Stored items from a collection:
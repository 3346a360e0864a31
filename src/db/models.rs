/// Database models for principals, owned resources and relations
use crate::ownership::{HasOwner, ResourceKind, Resource};
use chrono::{DateTime, Utc};
use serde::{Deserialize, Serialize};
use sqlx::FromRow;

/// Principal record in the database.
///
/// Holds the password hash and the single live refresh token, so it is never
/// serialized; responses use [`PrincipalView`].
#[derive(Debug, Clone, FromRow)]
pub struct PrincipalRecord {
    pub id: String,
    pub username: String,
    pub email: String,
    pub full_name: String,
    pub password_hash: String,
    pub refresh_token: Option<String>,
    pub created_at: DateTime<Utc>,
    pub updated_at: DateTime<Utc>,
}

/// Public view of a principal
#[derive(Debug, Clone, Serialize, Deserialize, PartialEq)]
#[serde(rename_all = "camelCase")]
pub struct PrincipalView {
    pub id: String,
    pub username: String,
    pub email: String,
    pub full_name: String,
    pub created_at: DateTime<Utc>,
    pub updated_at: DateTime<Utc>,
}

impl From<&PrincipalRecord> for PrincipalView {
    fn from(record: &PrincipalRecord) -> Self {
        Self {
            id: record.id.clone(),
            username: record.username.clone(),
            email: record.email.clone(),
            full_name: record.full_name.clone(),
            created_at: record.created_at,
            updated_at: record.updated_at,
        }
    }
}

/// Video document. Media fields hold object store handles.
#[derive(Debug, Clone, FromRow, Serialize, Deserialize)]
#[serde(rename_all = "camelCase")]
pub struct Video {
    pub id: String,
    #[serde(rename = "owner")]
    pub owner_id: String,
    pub title: String,
    pub description: String,
    pub video_file: String,
    pub thumbnail: String,
    pub duration: f64,
    pub views: i64,
    pub is_published: bool,
    pub created_at: DateTime<Utc>,
    pub updated_at: DateTime<Utc>,
}

/// Playlist document with its ordered video ids
#[derive(Debug, Clone, FromRow, Serialize, Deserialize)]
#[serde(rename_all = "camelCase")]
pub struct Playlist {
    pub id: String,
    #[serde(rename = "owner")]
    pub owner_id: String,
    pub name: String,
    pub description: String,
    #[sqlx(skip)]
    pub videos: Vec<String>,
    pub created_at: DateTime<Utc>,
    pub updated_at: DateTime<Utc>,
}

/// Tweet document
#[derive(Debug, Clone, FromRow, Serialize, Deserialize)]
#[serde(rename_all = "camelCase")]
pub struct Tweet {
    pub id: String,
    #[serde(rename = "owner")]
    pub owner_id: String,
    pub content: String,
    pub created_at: DateTime<Utc>,
    pub updated_at: DateTime<Utc>,
}

/// Comment document
#[derive(Debug, Clone, FromRow, Serialize, Deserialize)]
#[serde(rename_all = "camelCase")]
pub struct Comment {
    pub id: String,
    #[serde(rename = "owner")]
    pub owner_id: String,
    #[serde(rename = "video")]
    pub video_id: String,
    pub content: String,
    pub created_at: DateTime<Utc>,
    pub updated_at: DateTime<Utc>,
}

/// Watch history entry joined to its video and the video's owner
#[derive(Debug, Clone, Serialize, Deserialize)]
#[serde(rename_all = "camelCase")]
pub struct WatchedVideo {
    pub watched_at: DateTime<Utc>,
    pub video: Video,
    pub owner: ChannelSummary,
}

/// Totals for a channel's dashboard, counted from stored rows
#[derive(Debug, Clone, Default, Serialize, Deserialize, PartialEq)]
#[serde(rename_all = "camelCase")]
pub struct ChannelStats {
    pub total_videos: i64,
    pub total_views: i64,
    pub total_subscribers: i64,
    /// Likes received on the channel's videos
    pub total_likes: i64,
}

/// Summary of a principal as shown in subscriber / channel lists
#[derive(Debug, Clone, FromRow, Serialize, Deserialize, PartialEq)]
#[serde(rename_all = "camelCase")]
pub struct ChannelSummary {
    pub id: String,
    pub username: String,
    pub full_name: String,
}

impl HasOwner for Video {
    fn owner_id(&self) -> Option<&str> {
        Some(&self.owner_id)
    }
}

impl Resource for Video {
    const KIND: ResourceKind = ResourceKind::Video;
}

impl HasOwner for Playlist {
    fn owner_id(&self) -> Option<&str> {
        Some(&self.owner_id)
    }
}

impl Resource for Playlist {
    const KIND: ResourceKind = ResourceKind::Playlist;
}

impl HasOwner for Tweet {
    fn owner_id(&self) -> Option<&str> {
        Some(&self.owner_id)
    }
}

impl Resource for Tweet {
    const KIND: ResourceKind = ResourceKind::Tweet;
}

impl HasOwner for Comment {
    fn owner_id(&self) -> Option<&str> {
        Some(&self.owner_id)
    }
}

impl Resource for Comment {
    const KIND: ResourceKind = ResourceKind::Comment;
}
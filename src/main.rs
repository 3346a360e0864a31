/// VidTube core
///
/// Identity, session and authorization service for a social-video platform:
/// accounts, rotating token pairs carried in cookies, ownership-guarded
/// resources and idempotent like/subscribe relations.

mod account;
mod api;
mod auth;
mod config;
mod context;
mod credentials;
mod db;
mod error;
mod object_store;
mod ownership;
mod relations;
mod server;
mod session;
mod token;

use config::ServerConfig;
use context::AppContext;
use error::ApiResult;
use tracing_subscriber::{layer::SubscriberExt, util::SubscriberInitExt};

#[tokio::main]
async fn main() -> ApiResult<()> {
    // Initialize logging
    tracing_subscriber::registry()
        .with(
            tracing_subscriber::EnvFilter::try_from_default_env()
                .unwrap_or_else(|_| "vidtube_core=debug,tower_http=debug".into()),
        )
        .with(tracing_subscriber::fmt::layer())
        .init();

    print_banner();

    let config = ServerConfig::from_env()?;
    tracing::debug!(level = %config.logging.level, "Configuration loaded");

    let ctx = AppContext::new(config).await?;

    server::serve(ctx).await?;

    Ok(())
}

fn print_banner() {
    println!(
        r#"
 _    ___     ________      __
| |  / (_)___/ /_  __/_  __/ /_  ___
| | / / / __  / / / / / / / __ \/ _ \
| |/ / / /_/ / / / / /_/ / /_/ /  __/
|___/_/\__,_/ /_/  \__,_/_.___/\___/

        VidTube core v{}
        "#,
        env!("CARGO_PKG_VERSION")
    );
}
/// Comment endpoints
use crate::{
    auth::AuthContext,
    context::AppContext,
    db::models::Comment,
    error::{ApiError, ApiResult},
    ownership::{authorize, validate_identifier},
};
use axum::{
    extract::{Path, State},
    http::StatusCode,
    routing::{get, patch},
    Json, Router,
};
use serde::{Deserialize, Serialize};
use serde_json::{json, Value};
use validator::Validate;

#[derive(Debug, Clone, Serialize, Deserialize, Validate)]
pub struct CommentRequest {
    #[validate(length(min = 1, max = 2000, message = "Content is required"))]
    pub content: String,
}

/// Build comment routes
pub fn routes() -> Router<AppContext> {
    Router::new()
        .route("/comments/:video_id", get(video_comments).post(add_comment))
        .route(
            "/comments/c/:comment_id",
            patch(update_comment).delete(delete_comment),
        )
}

async fn video_comments(
    State(ctx): State<AppContext>,
    _auth: AuthContext,
    Path(video_id): Path<String>,
) -> ApiResult<Json<Vec<Comment>>> {
    validate_identifier(&video_id, "video")?;

    Ok(Json(ctx.resources.list_comments_for_video(&video_id).await?))
}

async fn add_comment(
    State(ctx): State<AppContext>,
    auth: AuthContext,
    Path(video_id): Path<String>,
    Json(req): Json<CommentRequest>,
) -> ApiResult<(StatusCode, Json<Comment>)> {
    req.validate()?;
    validate_identifier(&video_id, "video")?;

    if ctx.resources.find_video(&video_id).await?.is_none() {
        return Err(ApiError::NotFound("Video not found".to_string()));
    }

    let comment = ctx
        .resources
        .create_comment(&auth.principal_id, &video_id, &req.content)
        .await?;

    Ok((StatusCode::CREATED, Json(comment)))
}

async fn update_comment(
    State(ctx): State<AppContext>,
    auth: AuthContext,
    Path(comment_id): Path<String>,
    Json(req): Json<CommentRequest>,
) -> ApiResult<Json<Comment>> {
    req.validate()?;
    let comment: Comment = authorize(&*ctx.resources, &comment_id, &auth.principal_id).await?;

    Ok(Json(
        ctx.resources
            .update_comment(&comment.id, &req.content)
            .await?,
    ))
}

async fn delete_comment(
    State(ctx): State<AppContext>,
    auth: AuthContext,
    Path(comment_id): Path<String>,
) -> ApiResult<Json<Value>> {
    let comment: Comment = authorize(&*ctx.resources, &comment_id, &auth.principal_id).await?;

    ctx.resources.delete_comment(&comment.id).await?;

    Ok(Json(json!({})))
}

__DIRECTIONS__. Where a line above holds the word "config", copy it.

__WRITTEN RESPONSE__.
mod config;
use config::ServerConfig;
    let config = ServerConfig::from_env()?;
    tracing::debug!(level = %config.logging.level, "Configuration loaded");
    let ctx = AppContext::new(config).await?;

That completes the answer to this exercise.